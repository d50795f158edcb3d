//! HTTP 请求封装模块
//!
//! 基于 `gloo-net` 的 fetch 实现核心库的 `HttpClient`。

use bookify::request::{HttpClient, HttpRequest, HttpResponse, TransportError};
use bookify::shared::protocol::HttpMethod;
use gloo_net::http::Request;

/// 浏览器 fetch 客户端
#[derive(Debug, Clone, Copy, Default, PartialEq)]
pub struct FetchClient;

#[async_trait::async_trait(?Send)]
impl HttpClient for FetchClient {
    async fn send(&self, req: HttpRequest) -> Result<HttpResponse, TransportError> {
        let mut builder = match req.method {
            HttpMethod::Get => Request::get(&req.url),
            HttpMethod::Post => Request::post(&req.url),
        };
        for (key, value) in &req.headers {
            builder = builder.header(key, value);
        }

        let request = match req.body {
            Some(body) => builder.body(body),
            None => builder.build(),
        }
        .map_err(|e| TransportError::new(format!("请求构建失败: {}", e)))?;

        let response = request
            .send()
            .await
            .map_err(|e| TransportError::new(format!("网络错误: {}", e)))?;

        let status = response.status();
        let body = response
            .text()
            .await
            .map_err(|e| TransportError::new(format!("响应读取失败: {}", e)))?;

        Ok(HttpResponse { status, body })
    }
}
use bookify_frontend::App;
use leptos::prelude::*;

// Use lol_alloc as the global allocator for smaller WASM size
#[cfg(target_arch = "wasm32")]
use lol_alloc::{AssumeSingleThreaded, FreeListAllocator};

#[cfg(target_arch = "wasm32")]
#[global_allocator]
static ALLOCATOR: AssumeSingleThreaded<FreeListAllocator> =
    unsafe { AssumeSingleThreaded::new(FreeListAllocator::new()) };

pub fn main() {
    console_error_panic_hook::set_once();
    wasm_logger::init(wasm_logger::Config::new(log::Level::Debug));
    mount_to_body(App);
}
impl Mlcsr {
    pub fn new(page_len: usize) -> Self {
        Mlcsr {
            levels: LevelCollection::new(Arc::new(PageManager::new(page_len))),
            page_len,
            building: Mutex::new(None),
        }
    }

    pub fn levels(&self) -> &LevelCollection {
        &self.levels
    }

    /// Begin constructing the next level. The level is invisible to readers
    /// until `finish_level_edges` appends it.
    pub fn init_level(&self, max_nodes: usize, max_edges: u64, mode: VtMode) -> Result<LevelId> {
        let id = self.levels.next_level_id();
        let pm = self.levels.page_manager();
        let out_vt = match mode {
            VtMode::Dense => VtArray::Dense(PagedVt::new_dense(pm, self.page_len, max_nodes)?),
            VtMode::Cow => {
                let prev_id = id.checked_sub(1).ok_or(Error::LevelNotReady(id))?;
                let prev = self.levels.get(prev_id).ok_or(Error::LevelNotReady(id))?;
                match &prev.out_vt {
                    VtArray::Dense(p) | VtArray::Cow(p) => {
                        VtArray::Cow(PagedVt::new_cow_from(pm, self.page_len, max_nodes, p)?)
                    }
                    VtArray::Flat(_) => {
                        return Err(Error::UnsupportedConfig("cannot COW-extend a FLAT vertex table"))
                    }
                }
            }
            VtMode::Flat => VtArray::Flat(FlatVt::new(max_nodes)),
        };
        let out_et = EtArray::new(max_edges);
        let level = Arc::new(Level::new(id, max_nodes, out_vt, out_et));
        *self.building.lock().unwrap() = Some(level);
        log::debug!("mlcsr: level {id} under construction ({max_nodes} nodes, {max_edges} edge slots, {mode:?})");
        Ok(id)
    }

    /// Convenience wrapper used by the checkpoint engine (§4.7 step 4):
    /// derives `max_edges` from the per-node degree deltas it already
    /// computed rather than asking the caller to sum them again.
    pub fn init_level_from_degrees(&self, max_nodes: usize, new_out_degree: &[u32], mode: VtMode) -> Result<LevelId> {
        let max_edges: u64 = new_out_degree.iter().map(|&d| d as u64).sum();
        self.init_level(max_nodes, max_edges, mode)
    }

    fn current_building(&self) -> Result<Arc<Level>> {
        self.building
            .lock()
            .unwrap()
            .clone()
            .ok_or(Error::LevelNotReady(self.levels.next_level_id()))
    }

    /// Record this node's contribution at the level under construction.
    /// `new_edges` is the count of edges this node gains; `deleted_count`
    /// is the count of this node's previously-visible out-edges becoming
    /// invisible at this level (their `max_visible_level` is lowered
    /// separately, by the checkpoint engine, once their edge id is known).
    ///
    /// Returns the reserved edge-table range start when `new_edges > 0`.
    pub fn init_node(&self, node: NodeId, new_edges: u32, deleted_count: u32) -> Result<Option<u64>> {
        let level = self.current_building()?;
        if new_edges == 0 && deleted_count == 0 {
            return Ok(None);
        }
        let prior = self.ancestor_entry(level.id, node, Side::Out)?;
        if new_edges == 0 {
            let entry = VtEntry {
                adj_list_start: prior.adj_list_start,
                level_length: prior.level_length,
                degree: prior.degree.saturating_sub(deleted_count),
            };
            level.out_vt.write(node, entry)?;
            return Ok(None);
        }
        let start = level.out_et.reserve(new_edges as u64)?;
        level.set_continuation(node, prior.adj_list_start);
        let entry = VtEntry {
            adj_list_start: pack_edge_id(level.id, start),
            level_length: new_edges,
            degree: prior.degree + new_edges - deleted_count,
        };
        level.out_vt.write(node, entry)?;
        Ok(Some(start))
    }

    fn ancestor_entry(&self, level_id: LevelId, node: NodeId, side: Side) -> Result<VtEntry> {
        if level_id == 0 {
            return Ok(VtEntry::default());
        }
        let Some(prev) = self.levels.get(level_id - 1) else {
            return Ok(VtEntry::default());
        };
        match side {
            Side::Out => prev.out_vt.lookup(node),
            Side::In => match prev.in_vt.read().unwrap().as_ref() {
                Some(vt) => vt.lookup(node),
                None => Ok(VtEntry::default()),
            },
        }
    }

    pub fn write_edge(&self, et_index: u64, target: NodeId) -> Result<()> {
        let level = self.current_building()?;
        level.out_et.write_value(et_index, target)
    }

    /// Bulk fill, starting at `start`, used when a node's whole edge list is
    /// already materialized (the checkpoint engine's per-node sweep).
    pub fn write_edges(&self, start: u64, targets: &[NodeId]) -> Result<()> {
        let level = self.current_building()?;
        for (i, &target) in targets.iter().enumerate() {
            level.out_et.write_value(start + i as u64, target)?;
        }
        Ok(())
    }

    pub fn finish_level_vertices(&self) -> Result<()> {
        let level = self.current_building()?;
        level.out_vt.finish();
        Ok(())
    }

    /// Finalizes the out-edge table and publishes the level to readers.
    pub fn finish_level_edges(&self) -> Result<LevelId> {
        let level = self
            .building
            .lock()
            .unwrap()
            .take()
            .ok_or(Error::LevelNotReady(self.levels.next_level_id()))?;
        level.out_et.finish();
        let id = self.levels.append(level.clone())?;
        log::debug!("mlcsr: level {id} finalized and published to readers");
        Ok(id)
    }

    /// Builds in-edge CSR + translation maps for every level that has
    /// out-edges but no in-edges yet.
    pub fn make_reverse_edges(&self, with_translation: bool) -> Result<()> {
        let Some(max_level) = self.levels.max_level() else {
            return Ok(());
        };
        for level_id in self.levels.min_level()..=max_level {
            let Some(level) = self.levels.get(level_id) else {
                continue;
            };
            if level.has_reverse_edges() {
                continue;
            }
            self.build_reverse_for_level(&level, with_translation)?;
        }
        Ok(())
    }

    fn build_reverse_for_level(&self, level: &Level, with_translation: bool) -> Result<()> {
        let max_nodes = level.max_nodes;
        let out_edge_count = level.out_et.capacity();

        // pass 1: in-degree per target among this level's freshly added edges,
        // and the owning source node of each out-edge slot (recovered from the
        // out-VT's per-node contiguous ranges, per the VT invariant in §3).
        let mut in_degree = vec![0u32; max_nodes];
        let mut targets = vec![NIL_NODE; out_edge_count as usize];
        let mut sources = vec![NIL_NODE; out_edge_count as usize];
        for node in 0..max_nodes {
            let entry = level.out_vt.lookup(node as NodeId)?;
            if entry.level_length == 0 {
                continue;
            }
            let Some((entry_level, start)) = unpack_edge_id(entry.adj_list_start) else {
                continue;
            };
            if entry_level != level.id {
                continue;
            }
            for offset in 0..entry.level_length as u64 {
                let idx = start + offset;
                let e = level.out_et.entry(idx)?;
                targets[idx as usize] = e.target;
                sources[idx as usize] = node as NodeId;
                if e.target != NIL_NODE {
                    in_degree[e.target as usize] += 1;
                }
            }
        }

        let in_vt = VtArray::Flat(FlatVt::new(max_nodes));
        let in_et = EtArray::new(out_edge_count);
        let translation = with_translation.then(|| Translation::new(out_edge_count, out_edge_count));

        // Reserve each target's range up front from per-node degree, mirroring
        // init_node's bookkeeping but driven by the out-edges we just scanned
        // rather than by writable-stage records.
        let mut start_for_node = vec![0u64; max_nodes];
        let mut cursor = 0u64;
        for node in 0..max_nodes {
            start_for_node[node] = cursor;
            cursor += in_degree[node] as u64;
        }
        let _ = in_et.reserve(cursor)?;

        let mut write_cursor = start_for_node.clone();
        for (src_idx, &target) in targets.iter().enumerate() {
            if target == NIL_NODE {
                continue;
            }
            let target_idx = target as usize;
            let slot = write_cursor[target_idx];
            write_cursor[target_idx] += 1;
            in_et.write_value(slot, sources[src_idx])?;
            if let Some(t) = translation.as_ref() {
                let out_edge = pack_edge_id(level.id, src_idx as u64);
                let in_edge = pack_edge_id(level.id, slot);
                t.set_out_to_in(src_idx as u64, in_edge);
                t.set_in_to_out(slot, out_edge);
            }
        }

        for node in 0..max_nodes {
            let len = in_degree[node];
            if len == 0 {
                continue;
            }
            let prior = self.ancestor_entry(level.id, node as NodeId, Side::In)?;
            let entry = VtEntry {
                adj_list_start: pack_edge_id(level.id, start_for_node[node]),
                level_length: len,
                degree: prior.degree + len,
            };
            in_vt.write(node as NodeId, entry)?;
            level.set_in_continuation(node as NodeId, prior.adj_list_start);
        }

        in_et.finish();
        *level.in_vt.write().unwrap() = Some(in_vt);
        *level.in_et.write().unwrap() = Some(in_et);
        *level.translation.write().unwrap() = translation;
        Ok(())
    }

    pub fn update_max_visible_level(&self, edge: EdgeId, level_bound: LevelId) -> Result<()> {
        let (level_id, index) = unpack_edge_id(edge).ok_or(Error::NodeOutOfRange(NIL_NODE))?;
        let level = self.levels.get(level_id).ok_or(Error::LevelNotReady(level_id))?;
        level.out_et.update_max_visible_level(index, level_bound)
    }

    /// Lowers the out-edge's visibility and, if a translation map exists,
    /// propagates the same bound to its in-edge counterpart.
    pub fn update_max_visible_level_lower_only(&self, edge: EdgeId, level_bound: LevelId) -> Result<bool> {
        let (level_id, index) = unpack_edge_id(edge).ok_or(Error::NodeOutOfRange(NIL_NODE))?;
        let level = self.levels.get(level_id).ok_or(Error::LevelNotReady(level_id))?;
        let changed = level.out_et.update_max_visible_level_lower_only(index, level_bound)?;
        if changed {
            if let Some(t) = level.translation.read().unwrap().as_ref() {
                let in_edge = t.out_to_in(index);
                if let Some((in_level, in_index)) = unpack_edge_id(in_edge) {
                    if let Some(in_level_obj) = self.levels.get(in_level) {
                        if let Some(in_et) = in_level_obj.in_et.read().unwrap().as_ref() {
                            in_et.update_max_visible_level_lower_only(in_index, level_bound)?;
                        }
                    }
                }
            }
        }
        Ok(changed)
    }

    /// The edge id of `node`'s first out-edge as of `at_level`, or `None` if
    /// it has none. Convenience for callers (streaming weight bookkeeping)
    /// that need a concrete `EdgeId` to thread through a forward pointer.
    pub fn lookup_out_edge_id(&self, node: NodeId, at_level: LevelId) -> Result<Option<EdgeId>> {
        let entry = self.lookup_at(node, at_level, Side::Out)?;
        Ok(unpack_edge_id(entry.adj_list_start).map(|_| entry.adj_list_start))
    }

    /// The payload `EdgeId` resolves to: a target node if it indexes an
    /// out-edge table, a source node if it indexes an in-edge table. An
    /// `EdgeId`'s (level, index) pair does not itself say which table it
    /// belongs to (§3 invariant 5 assumes the caller already knows, since it
    /// came back from `iter_out`/`iter_in`); this tries the out-edge table
    /// first and falls back to the in-edge table, which is unambiguous in
    /// practice because the two tables of a level almost never share both a
    /// length and an index. Documented as an Open Question decision in
    /// `DESIGN.md`.
    pub fn edge_target(&self, edge: EdgeId) -> Option<NodeId> {
        let (level_id, index) = unpack_edge_id(edge)?;
        let level = self.levels.get(level_id)?;
        if let Ok(entry) = level.out_et.entry(index) {
            return Some(entry.target);
        }
        if let Some(in_et) = level.in_et.read().unwrap().as_ref() {
            if let Ok(entry) = in_et.entry(index) {
                return Some(entry.target);
            }
        }
        None
    }

    pub fn out_degree(&self, node: NodeId, at_level: LevelId) -> Result<u32> {
        Ok(self.lookup_at(node, at_level, Side::Out)?.degree)
    }

    pub fn in_degree(&self, node: NodeId, at_level: LevelId) -> Result<u32> {
        Ok(self.lookup_at(node, at_level, Side::In)?.degree)
    }

    fn lookup_at(&self, node: NodeId, at_level: LevelId, side: Side) -> Result<VtEntry> {
        let Some(level) = self.levels.get(at_level) else {
            return Ok(VtEntry::default());
        };
        match side {
            Side::Out => level.out_vt.lookup(node),
            Side::In => match level.in_vt.read().unwrap().as_ref() {
                Some(vt) => vt.lookup(node),
                None => Ok(VtEntry::default()),
            },
        }
    }

    pub fn iter_out(&self, node: NodeId, at_level: LevelId, query_level: LevelId) -> EdgeIter<'_> {
        self.iter(node, at_level, query_level, Side::Out)
    }

    pub fn iter_in(&self, node: NodeId, at_level: LevelId, query_level: LevelId) -> EdgeIter<'_> {
        self.iter(node, at_level, query_level, Side::In)
    }

    fn iter(&self, node: NodeId, at_level: LevelId, query_level: LevelId, side: Side) -> EdgeIter<'_> {
        let min_level = self.levels.min_level();
        let entry = self.lookup_at(node, at_level, side).unwrap_or_default();
        let state = match unpack_edge_id(entry.adj_list_start) {
            Some((level_id, index)) if level_id >= min_level => {
                Some((level_id, index, entry.level_length))
            }
            _ => None,
        };
        EdgeIter {
            mlcsr: self,
            node,
            side,
            min_level,
            query_level,
            state,
            offset: 0,
        }
    }
}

### Assignment:
Go through the material above, and wherever a line contains the string "enumerate", return it.

### Response:
        for (i, &target) in targets.iter().enumerate() {
        for (src_idx, &target) in targets.iter().enumerate() {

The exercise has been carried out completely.